When first learning to ride a horse, there are some common mistakes that most people make at least once or twice.
This is perfectly normal, but it is important to understand what to avoid as a beginner so that you can improve as a rider over time.
Continue reading for the top 5 beginner horse riding mistakes to avoid!
5 Tensing Up Your Body
While riding, our horses listen closely to both our physical aids and signals, as well as our body language. If you are giving off tense or stressed energy, your horse will pick up on this and quickly become tense or stressed as well, as they will begin to wonder what it is that has you feeling that way.

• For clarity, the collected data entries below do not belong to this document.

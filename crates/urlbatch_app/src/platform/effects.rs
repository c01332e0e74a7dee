use std::sync::{mpsc, Arc};
use std::time::Duration;

use urlbatch_core::{Effect, Msg};
use urlbatch_engine::{BrowserLauncher, ConfirmPrompt, DispatchEvent, DispatchHandle};
use urlbatch_logging::{urlbatch_error, urlbatch_info, urlbatch_warn};

use super::persistence::SettingsStore;

/// Dry-run launcher: prints each URL on stdout instead of opening it.
#[derive(Debug, Default)]
pub struct StdoutLauncher;

impl BrowserLauncher for StdoutLauncher {
    fn launch(&self, url: &str) {
        println!("{url}");
    }
}

/// Carries out core effects and reports back through `msg_tx`.
pub struct EffectRunner {
    msg_tx: mpsc::Sender<Msg>,
    prompt: Box<dyn ConfirmPrompt>,
    launcher: Arc<dyn BrowserLauncher>,
    store: SettingsStore,
    dispatch: Option<DispatchHandle>,
}

impl EffectRunner {
    pub fn new(
        msg_tx: mpsc::Sender<Msg>,
        prompt: Box<dyn ConfirmPrompt>,
        launcher: Arc<dyn BrowserLauncher>,
        store: SettingsStore,
    ) -> Self {
        Self {
            msg_tx,
            prompt,
            launcher,
            store,
            dispatch: None,
        }
    }

    /// Blocks for the next message from a running launch sequence.
    /// `None` when nothing is being dispatched.
    pub fn next_dispatch_msg(&mut self) -> Option<Msg> {
        let event = self.dispatch.as_ref()?.recv();
        match event {
            Some(DispatchEvent::Opened { index, url }) => Some(Msg::UrlOpened { index, url }),
            Some(DispatchEvent::Finished { opened, cancelled }) => {
                self.dispatch = None;
                Some(Msg::DispatchFinished { opened, cancelled })
            }
            None => {
                urlbatch_error!("Dispatch worker stopped without reporting completion");
                self.dispatch = None;
                None
            }
        }
    }

    pub fn enqueue(&mut self, effects: Vec<Effect>) {
        for effect in effects {
            match effect {
                Effect::AskConfirmation { message } => {
                    let accepted = self.prompt.ask(&message);
                    let _ = self.msg_tx.send(Msg::ConfirmationAnswered(accepted));
                }
                Effect::LaunchUrls { urls, delay_ms } => {
                    urlbatch_info!("LaunchUrls count={} delay_ms={}", urls.len(), delay_ms);
                    let handle = DispatchHandle::spawn(
                        urls,
                        Duration::from_millis(delay_ms),
                        self.launcher.clone(),
                    );
                    self.dispatch = Some(handle);
                }
                Effect::PersistSettings(settings) => {
                    if let Err(err) = self.store.save(&settings) {
                        urlbatch_error!("{:#}", err);
                        let _ = self.msg_tx.send(Msg::SettingsSaveFailed {
                            message: format!("{err:#}"),
                        });
                    }
                }
                Effect::RememberLastFile(path) => {
                    if let Err(err) = self.store.remember_last_file(&path) {
                        urlbatch_warn!("{:#}", err);
                    }
                }
            }
        }
    }
}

It is very common for new riders to tense up due to nervousness. This tensing often causes an individual to hold their breath or tense up their entire body, which makes it difficult for them to effectively communicate with their horse through their body language.
When riding, practice taking regular deep breaths; sometimes even making a point to count your breaths in and out can make a large positive difference in your tendency to hold your breath.
If you find that you have an issue with tensing up while you ride, make a point to do deep breathing, hum or sing a tune, or even count the beats of your riding out loud.
If you can, a really good idea is to have a friend record your riding on a phone or tablet. Afterwards, take a look at the footage and take notice of the difference between the body language of both you and your horse before and after practicing your relaxing techniques while riding.
4 Incorrect Riding Posture
Slouching or hunching over when riding makes it difficult for you to see where you are going, and it can make it quite difficult for you to control your horse.
It’s important to sit up straight but remain relaxed. Many trainers will tell their beginner rider students to imagine a line that runs from the ceiling to the top of their helmet, just ever so slightly keeping them pulled up straight to maintain correct riding posture.
This is a very helpful visualization that helps riders remember how they should be sitting in the saddle while riding.
This is also another scenario in which having a friend or your trainer tape you during your ride can be extremely helpful. It is also a good idea to think about practicing riding in a closed arena with a mirror, so that you can see your riding posture in real time. This will help you identify what it is that needs to be corrected.
3 Mixed Communication Signals To The Horse
Keep in mind that the way in which you hold and use the reins is extremely important.
Your horse’s sensitive mouth tissue can make it quite hard for them to ignore your aids, especially when you may be jerking or pulling harshly on the reins.
Your trainer will help you learn how to keep a healthy and “light” contact with your horse’s mouth that will allow you to work together as a team without any miscommunication.
Keep in mind that the contact you keep with your horse’s mouth should just accompany your leg aids; it should not be your main source of communication with your horse.
Horseback riding is a complex activity that takes years to master; there’s absolutely no shame in making mistakes as a beginner, and when riders are informed on how they can improve, they are able to maintain a safe and enjoyable riding experience.
2 Reins Too Loose In The Hand
This is one of the most common and frustrating beginner horse riding mistakes.
As you ride your horse the head naturally bobs up and down. This will pull the reins through your hands, and you will end up with your hands away from the horse, with little to no control.
The answer to this problem is to have your arms relaxed and down by your sides. Then, if you imagine your arms responding to the horse head movement, the goal is to allow them to move as freely as possible as the movement occurs; so you feel it but are not restricting it.
As you learn this technique you will need to collect more rein with your hands many times to shorten the distance to the horse.
This does take practice but once mastered becomes second nature.
1 Squeezing The Horse's Flanks With Your Legs
Quite naturally, this mistake is one that most new horse riders do, simply out of the fear of falling off.
Clenching or squeezing either the upper or lower leg or both will technically make you feel more secure on the horse, but the horse may understand this as a signal to move.
Another problem with clenching legs is that the horse will probably feel this in a negative way if it happens a lot, and this will impair your ability to ride as the horse will become skittish due to being nervous.
The answer to this problem is to let your leg hang down the side of the horse as naturally as you can, and ensure that it remains fairly straight as you ride, not swinging backwards and forwards.
Allow your weight to flow through your leg to the bottom to maintain this position.